Pathologe. 2002 Nov;23(6):480-5. doi: 10.1007/s00292-002-0578-5. Epub 2002 Oct 9.
In 1986 we diagnosed chronic idiopathic myelofibrosis (CIMF) in a 45-year-old asymptomatic patient with hepatosplenomegaly. In 1996 splenectomy was performed because of hypersplenism, and chemotherapy with hydroxyurea was initiated. In 1999 generalised lymphadenopathy of chronic lymphocytic leukaemia (B-CLL) developed. A trephine biopsy showed leukaemic bone marrow infiltration. On heteroduplex analysis we found a clonal rearrangement of IgH in the leukaemic lymphocytes. The coincidence of chronic myeloproliferative and lymphoproliferative diseases in the same patient is a rare phenomenon. According to the relevant literature, seven cases with a combination of CIMF/CLL have been reported. Possible pathomechanisms for the development of such coincidences are: 1) a bilineage manifestation of a pluripotent stem cell proliferation, 2) independent proliferations of two distinct cell lines under a common leukaemogenic stimulus or 3) an accidental association. These coincidence cases often showed a mild clinical course and also in our case, the patient is still alive and in a stable disease condition 16 years after the initial diagnosis.

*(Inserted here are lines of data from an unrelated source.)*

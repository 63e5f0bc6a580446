//! Built-in providers used by the demo binary and the test suite.
//!
//! Two tools: `add` sums two numbers, `calculator` evaluates an infix
//! arithmetic expression with standard precedence. Resources and prompts
//! are small static tables. Real deployments substitute their own
//! implementations of the provider traits.

use std::collections::HashSet;

use async_trait::async_trait;
use parking_lot::Mutex;
use serde_json::{json, Value};

use super::{
    ContentBlock, PromptContent, PromptDescriptor, PromptMessage, PromptProvider,
    ResourceContents, ResourceDescriptor, ResourceProvider, ToolDescriptor, ToolOutput,
    ToolProvider,
};
use crate::protocol::jsonrpc::dispatcher::RequestContext;
use crate::protocol::jsonrpc::error::JsonRpcError;

/// Formats a numeric result the way the calculator reports it: integers
/// without a fractional part, everything else as-is.
fn format_number(n: f64) -> String {
    if n.fract() == 0.0 && n.abs() < 1e15 {
        format!("{}", n as i64)
    } else {
        format!("{}", n)
    }
}

/// The built-in tool set.
#[derive(Debug, Default)]
pub struct BuiltinTools;

#[async_trait]
impl ToolProvider for BuiltinTools {
    fn list(&self) -> Vec<ToolDescriptor> {
        vec![
            ToolDescriptor {
                name: "add".to_string(),
                description: "Add two numbers".to_string(),
                input_schema: json!({
                    "type": "object",
                    "properties": {
                        "a": {"type": "number"},
                        "b": {"type": "number"}
                    },
                    "required": ["a", "b"]
                }),
            },
            ToolDescriptor {
                name: "calculator".to_string(),
                description: "Evaluate an arithmetic expression".to_string(),
                input_schema: json!({
                    "type": "object",
                    "properties": {
                        "expression": {"type": "string"}
                    },
                    "required": ["expression"]
                }),
            },
        ]
    }

    async fn call(
        &self,
        name: &str,
        arguments: Value,
        _ctx: &RequestContext,
    ) -> Result<ToolOutput, JsonRpcError> {
        match name {
            "add" => {
                let a = number_arg(&arguments, "a")?;
                let b = number_arg(&arguments, "b")?;
                Ok(ToolOutput::text(format_number(a + b)))
            }
            "calculator" => {
                let expression = arguments
                    .get("expression")
                    .and_then(Value::as_str)
                    .ok_or_else(|| {
                        JsonRpcError::invalid_params("expression must be a string")
                    })?;
                match eval_expression(expression) {
                    Ok(result) => Ok(ToolOutput::text(format_number(result))),
                    Err(msg) => Ok(ToolOutput::error(msg)),
                }
            }
            other => Err(JsonRpcError::invalid_params(format!(
                "Unknown tool: {}",
                other
            ))),
        }
    }
}

fn number_arg(arguments: &Value, key: &str) -> Result<f64, JsonRpcError> {
    arguments
        .get(key)
        .and_then(Value::as_f64)
        .ok_or_else(|| JsonRpcError::invalid_params(format!("{} must be a number", key)))
}

/// Evaluates `+ - * /` infix arithmetic with parentheses.
///
/// Recursive descent, two precedence levels. Errors are reported as plain
/// strings because a bad expression is a tool-level failure, not a
/// protocol error.
fn eval_expression(input: &str) -> Result<f64, String> {
    let tokens = tokenize(input)?;
    let mut pos = 0;
    let value = parse_sum(&tokens, &mut pos)?;
    if pos != tokens.len() {
        return Err(format!("Unexpected token at position {}", pos));
    }
    Ok(value)
}

#[derive(Debug, Clone, PartialEq)]
enum Token {
    Number(f64),
    Plus,
    Minus,
    Star,
    Slash,
    Open,
    Close,
}

fn tokenize(input: &str) -> Result<Vec<Token>, String> {
    let mut tokens = Vec::new();
    let mut chars = input.chars().peekable();

    while let Some(&c) = chars.peek() {
        match c {
            ' ' | '\t' => {
                chars.next();
            }
            '+' => {
                chars.next();
                tokens.push(Token::Plus);
            }
            '-' => {
                chars.next();
                tokens.push(Token::Minus);
            }
            '*' => {
                chars.next();
                tokens.push(Token::Star);
            }
            '/' => {
                chars.next();
                tokens.push(Token::Slash);
            }
            '(' => {
                chars.next();
                tokens.push(Token::Open);
            }
            ')' => {
                chars.next();
                tokens.push(Token::Close);
            }
            '0'..='9' | '.' => {
                let mut literal = String::new();
                while let Some(&d) = chars.peek() {
                    if d.is_ascii_digit() || d == '.' {
                        literal.push(d);
                        chars.next();
                    } else {
                        break;
                    }
                }
                let value = literal
                    .parse::<f64>()
                    .map_err(|_| format!("Invalid number: {}", literal))?;
                tokens.push(Token::Number(value));
            }
            other => return Err(format!("Invalid character: {}", other)),
        }
    }

    Ok(tokens)
}

fn parse_sum(tokens: &[Token], pos: &mut usize) -> Result<f64, String> {
    let mut left = parse_product(tokens, pos)?;
    while let Some(op) = tokens.get(*pos) {
        match op {
            Token::Plus => {
                *pos += 1;
                left += parse_product(tokens, pos)?;
            }
            Token::Minus => {
                *pos += 1;
                left -= parse_product(tokens, pos)?;
            }
            _ => break,
        }
    }
    Ok(left)
}

fn parse_product(tokens: &[Token], pos: &mut usize) -> Result<f64, String> {
    let mut left = parse_atom(tokens, pos)?;
    while let Some(op) = tokens.get(*pos) {
        match op {
            Token::Star => {
                *pos += 1;
                left *= parse_atom(tokens, pos)?;
            }
            Token::Slash => {
                *pos += 1;
                let right = parse_atom(tokens, pos)?;
                if right == 0.0 {
                    return Err("Division by zero".to_string());
                }
                left /= right;
            }
            _ => break,
        }
    }
    Ok(left)
}

fn parse_atom(tokens: &[Token], pos: &mut usize) -> Result<f64, String> {
    match tokens.get(*pos) {
        Some(Token::Number(n)) => {
            *pos += 1;
            Ok(*n)
        }
        Some(Token::Minus) => {
            *pos += 1;
            Ok(-parse_atom(tokens, pos)?)
        }
        Some(Token::Open) => {
            *pos += 1;
            let value = parse_sum(tokens, pos)?;
            match tokens.get(*pos) {
                Some(Token::Close) => {
                    *pos += 1;
                    Ok(value)
                }
                _ => Err("Missing closing parenthesis".to_string()),
            }
        }
        _ => Err("Expected a number".to_string()),
    }
}

/// A static in-memory resource table.
#[derive(Debug)]
pub struct StaticResources {
    entries: Vec<(ResourceDescriptor, String)>,
    subscriptions: Mutex<HashSet<String>>,
}

impl StaticResources {
    /// Creates a resource table from (uri, name, mime type, text) entries.
    pub fn new(entries: Vec<(&str, &str, &str, &str)>) -> Self {
        Self {
            entries: entries
                .into_iter()
                .map(|(uri, name, mime, text)| {
                    (
                        ResourceDescriptor {
                            uri: uri.to_string(),
                            name: name.to_string(),
                            mime_type: mime.to_string(),
                        },
                        text.to_string(),
                    )
                })
                .collect(),
            subscriptions: Mutex::new(HashSet::new()),
        }
    }

    /// The sample table the demo binary serves.
    pub fn sample() -> Self {
        Self::new(vec![(
            "memo://server/readme",
            "Server readme",
            "text/plain",
            "Makai MCP protocol engine demo resource.",
        )])
    }

    fn find(&self, uri: &str) -> Option<&(ResourceDescriptor, String)> {
        self.entries.iter().find(|(d, _)| d.uri == uri)
    }
}

#[async_trait]
impl ResourceProvider for StaticResources {
    fn list(&self) -> Vec<ResourceDescriptor> {
        self.entries.iter().map(|(d, _)| d.clone()).collect()
    }

    async fn read(&self, uri: &str) -> Result<ResourceContents, JsonRpcError> {
        match self.find(uri) {
            Some((descriptor, text)) => Ok(ResourceContents {
                uri: descriptor.uri.clone(),
                mime_type: descriptor.mime_type.clone(),
                text: text.clone(),
            }),
            None => Err(JsonRpcError::invalid_params(format!(
                "Unknown resource: {}",
                uri
            ))),
        }
    }

    async fn subscribe(&self, uri: &str) -> Result<(), JsonRpcError> {
        if self.find(uri).is_none() {
            return Err(JsonRpcError::invalid_params(format!(
                "Unknown resource: {}",
                uri
            )));
        }
        self.subscriptions.lock().insert(uri.to_string());
        Ok(())
    }

    async fn unsubscribe(&self, uri: &str) -> Result<(), JsonRpcError> {
        self.subscriptions.lock().remove(uri);
        Ok(())
    }
}

/// A static prompt table.
#[derive(Debug, Default)]
pub struct StaticPrompts;

#[async_trait]
impl PromptProvider for StaticPrompts {
    fn list(&self) -> Vec<PromptDescriptor> {
        vec![PromptDescriptor {
            name: "summarize".to_string(),
            description: "Summarize the given text".to_string(),
        }]
    }

    async fn get(&self, name: &str, arguments: Value) -> Result<PromptContent, JsonRpcError> {
        match name {
            "summarize" => {
                let text = arguments
                    .get("text")
                    .and_then(Value::as_str)
                    .unwrap_or("");
                Ok(PromptContent {
                    description: "Summarize the given text".to_string(),
                    messages: vec![PromptMessage {
                        role: "user".to_string(),
                        content: ContentBlock::text(format!(
                            "Please summarize the following text:\n\n{}",
                            text
                        )),
                    }],
                })
            }
            other => Err(JsonRpcError::invalid_params(format!(
                "Unknown prompt: {}",
                other
            ))),
        }
    }
}

#[cfg(test)]
mod tests {
    use super::*;
    use test_case::test_case;

    fn ctx() -> RequestContext {
        RequestContext::default()
    }

    #[tokio::test]
    async fn test_add_tool() {
        let tools = BuiltinTools;
        let output = tools
            .call("add", json!({"a": 10, "b": 20}), &ctx())
            .await
            .unwrap();
        assert_eq!(output.content, vec![ContentBlock::text("30")]);
        assert!(!output.is_error);
    }

    #[tokio::test]
    async fn test_add_tool_rejects_missing_args() {
        let tools = BuiltinTools;
        let err = tools.call("add", json!({"a": 10}), &ctx()).await.unwrap_err();
        assert_eq!(err.code, -32602);
    }

    #[tokio::test]
    async fn test_calculator_precedence() {
        let tools = BuiltinTools;
        let output = tools
            .call("calculator", json!({"expression": "2 + 3 * 4"}), &ctx())
            .await
            .unwrap();
        assert_eq!(output.content, vec![ContentBlock::text("14")]);
    }

    #[test_case("(2 + 3) * 4 / 2", "10")]
    #[test_case("-3 + 5", "2")]
    #[test_case("10 / 4", "2.5")]
    #[test_case("2 * (3 + 4) - 1", "13")]
    #[test_case("  7  ", "7")]
    fn test_eval_expression(expression: &str, expected: &str) {
        assert_eq!(format_number(eval_expression(expression).unwrap()), expected);
    }

    #[test_case("2 +"; "dangling operator")]
    #[test_case("(1 + 2"; "unclosed parenthesis")]
    #[test_case("1 $ 2"; "invalid character")]
    #[test_case(""; "empty expression")]
    fn test_eval_expression_rejects(expression: &str) {
        assert!(eval_expression(expression).is_err());
    }

    #[tokio::test]
    async fn test_calculator_division_by_zero_is_tool_error() {
        let tools = BuiltinTools;
        let output = tools
            .call("calculator", json!({"expression": "1 / 0"}), &ctx())
            .await
            .unwrap();
        assert!(output.is_error);
    }

    #[tokio::test]
    async fn test_unknown_tool_is_invalid_params() {
        let tools = BuiltinTools;
        let err = tools.call("nope", json!({}), &ctx()).await.unwrap_err();
        assert_eq!(err.code, -32602);
    }

    #[tokio::test]
    async fn test_resource_read_and_subscribe() {
        let resources = StaticResources::sample();
        let listed = resources.list();
        assert_eq!(listed.len(), 1);

        let contents = resources.read(&listed[0].uri).await.unwrap();
        assert!(contents.text.contains("demo resource"));

        resources.subscribe(&listed[0].uri).await.unwrap();
        resources.unsubscribe(&listed[0].uri).await.unwrap();

        let err = resources.read("memo://missing").await.unwrap_err();
        assert_eq!(err.code, -32602);
    }

    #[tokio::test]
    async fn test_prompt_expansion() {
        let prompts = StaticPrompts;
        let content = prompts
            .get("summarize", json!({"text": "hello"}))
            .await
            .unwrap();
        assert_eq!(content.messages.len(), 1);
        match &content.messages[0].content {
            ContentBlock::Text { text } => assert!(text.contains("hello")),
        }
    }

    #[test]
    fn test_format_number() {
        assert_eq!(format_number(30.0), "30");
        assert_eq!(format_number(2.5), "2.5");
        assert_eq!(format_number(-4.0), "-4");
    }
}
//! Makai MCP protocol engine - Main entrypoint.
//!
//! Initializes logging, loads configuration, wires the built-in providers
//! into a dispatcher, and serves on the configured transport.

use std::path::PathBuf;
use std::process;
use std::time::Duration;

use clap::{Parser, Subcommand};
use tracing::info;
use tracing_subscriber::layer::SubscriberExt;
use tracing_subscriber::util::SubscriberInitExt;
use tracing_subscriber::{fmt, reload, EnvFilter, Registry};

use makai_mcp_lib::config::{self, ConfigLoader, LogConfig, MakaiConfig, TransportType};
use makai_mcp_lib::error::{MakaiError, MakaiResult};
use makai_mcp_lib::notify::Notifier;
use makai_mcp_lib::protocol::jsonrpc::setup::{create_dispatcher, Providers};
use makai_mcp_lib::transport;

/// Command line arguments for the Makai MCP protocol engine.
#[derive(Parser, Debug)]
#[clap(name = "Makai MCP", version, author, about)]
struct Args {
    /// Path to configuration file
    #[clap(short, long, value_parser)]
    config: Option<PathBuf>,

    /// Command to execute
    #[clap(subcommand)]
    command: Option<Command>,
}

/// Available subcommands.
#[derive(Subcommand, Debug)]
enum Command {
    /// Start the server
    Start,

    /// Validate the configuration file
    Validate,

    /// Generate a default configuration file
    GenConfig {
        /// Path to output configuration file
        #[clap(short, long, value_parser)]
        output: PathBuf,
    },
}

/// Initialize the logging system.
///
/// Logs always go to stderr: with the stdio transport, stdout carries the
/// wire protocol and must stay clean. The filter starts at `info` (or
/// `RUST_LOG` when set) and is swapped to the configured level through the
/// returned reload handle once configuration has loaded.
fn init_logging() -> MakaiResult<reload::Handle<EnvFilter, Registry>> {
    let filter = EnvFilter::try_from_default_env().unwrap_or_else(|_| EnvFilter::new("info"));
    let (filter, handle) = reload::Layer::new(filter);

    tracing_subscriber::registry()
        .with(filter)
        .with(
            fmt::layer()
                .with_writer(std::io::stderr)
                .with_thread_names(true),
        )
        .try_init()
        .map_err(|e| MakaiError::Custom(format!("Failed to set global tracing subscriber: {e}")))?;

    Ok(handle)
}

/// Swaps the log filter to the configured level.
///
/// `RUST_LOG` wins when set, so the environment stays the operator's
/// override channel.
fn apply_log_config(handle: &reload::Handle<EnvFilter, Registry>, log: &LogConfig) {
    if std::env::var_os("RUST_LOG").is_some() {
        return;
    }
    if let Err(e) = handle.reload(EnvFilter::new(&log.level)) {
        tracing::warn!(error = %e, "Failed to apply configured log level");
    }
}

fn main() -> MakaiResult<()> {
    let log_handle = init_logging()?;

    let args = <Args as clap::Parser>::parse();
    let config_loader = ConfigLoader::new(args.config.as_deref(), "MAKAI");

    match args.command.unwrap_or(Command::Start) {
        Command::Start => {
            let config = match config_loader.load() {
                Ok(config) => config,
                Err(e) => {
                    tracing::error!("Configuration error: {}", e);
                    process::exit(1);
                }
            };
            apply_log_config(&log_handle, &config.log);
            config::init_global_config(config);
            run_server()
        }
        Command::Validate => match config_loader.load() {
            Ok(_) => {
                info!("Configuration validated successfully");
                Ok(())
            }
            Err(e) => {
                tracing::error!("Configuration validation error: {}", e);
                process::exit(1);
            }
        },
        Command::GenConfig { output } => {
            let default_config = MakaiConfig::default();

            if let Some(parent) = output.parent() {
                std::fs::create_dir_all(parent).map_err(MakaiError::Io)?;
            }
            let toml = toml::to_string_pretty(&default_config)
                .map_err(|e| MakaiError::Custom(format!("Failed to serialize config: {e}")))?;
            std::fs::write(&output, toml).map_err(MakaiError::Io)?;

            info!("Default configuration written to {:?}", output);
            Ok(())
        }
    }
}

/// Builds the dispatcher and serves on the configured transport.
fn run_server() -> MakaiResult<()> {
    let config = config::global_config();
    info!(
        name = %config.server.name,
        transport = ?config.server.transport,
        framing = ?config.server.framing,
        "Starting Makai MCP protocol engine"
    );

    let notifier = Notifier::with_poll_interval(Duration::from_millis(
        config.notify.poll_interval_ms,
    ));
    let dispatcher = create_dispatcher(&Providers::builtin(), Some(notifier.clone()));

    let runtime = tokio::runtime::Builder::new_multi_thread()
        .enable_all()
        .build()
        .map_err(MakaiError::Io)?;

    let mode = config.server.framing.into();
    let max_size = config.server.max_message_size;

    let result = runtime.block_on(async {
        match config.server.transport {
            TransportType::Stdio => {
                transport::run_stdio(dispatcher, mode, max_size, Some(notifier.clone())).await
            }
            TransportType::Tcp => {
                let address = config.server.address.to_string();
                transport::run_tcp(dispatcher, &address, mode, max_size, Some(notifier.clone()))
                    .await
            }
        }
    });

    notifier.stop();
    result?;

    info!("Server stopped");
    Ok(())
}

1986年,我们诊断出一名45岁无症状且伴有肝脾肿大的患者患有慢性特发性骨髓纤维化(CIMF)。1996年,因脾功能亢进进行了脾切除术,并开始使用羟基脲进行化疗。1999年,该患者出现了慢性淋巴细胞白血病(B-CLL)的全身性淋巴结病。骨髓活检显示有白血病骨髓浸润。通过异源双链分析,我们在白血病淋巴细胞中发现了IgH的克隆重排。同一患者同时出现慢性骨髓增殖性疾病和淋巴增殖性疾病是一种罕见现象。根据相关文献,已有7例CIMF/CLL合并病例的报道。这种合并情况发生的可能病理机制为:1)多能干细胞增殖的双系表现;2)在共同的致白血病刺激下两种不同细胞系的独立增殖;3)偶然关联。这些合并病例通常临床病程较轻,我们的病例也是如此,患者在初次诊断16年后仍然存活,病情稳定。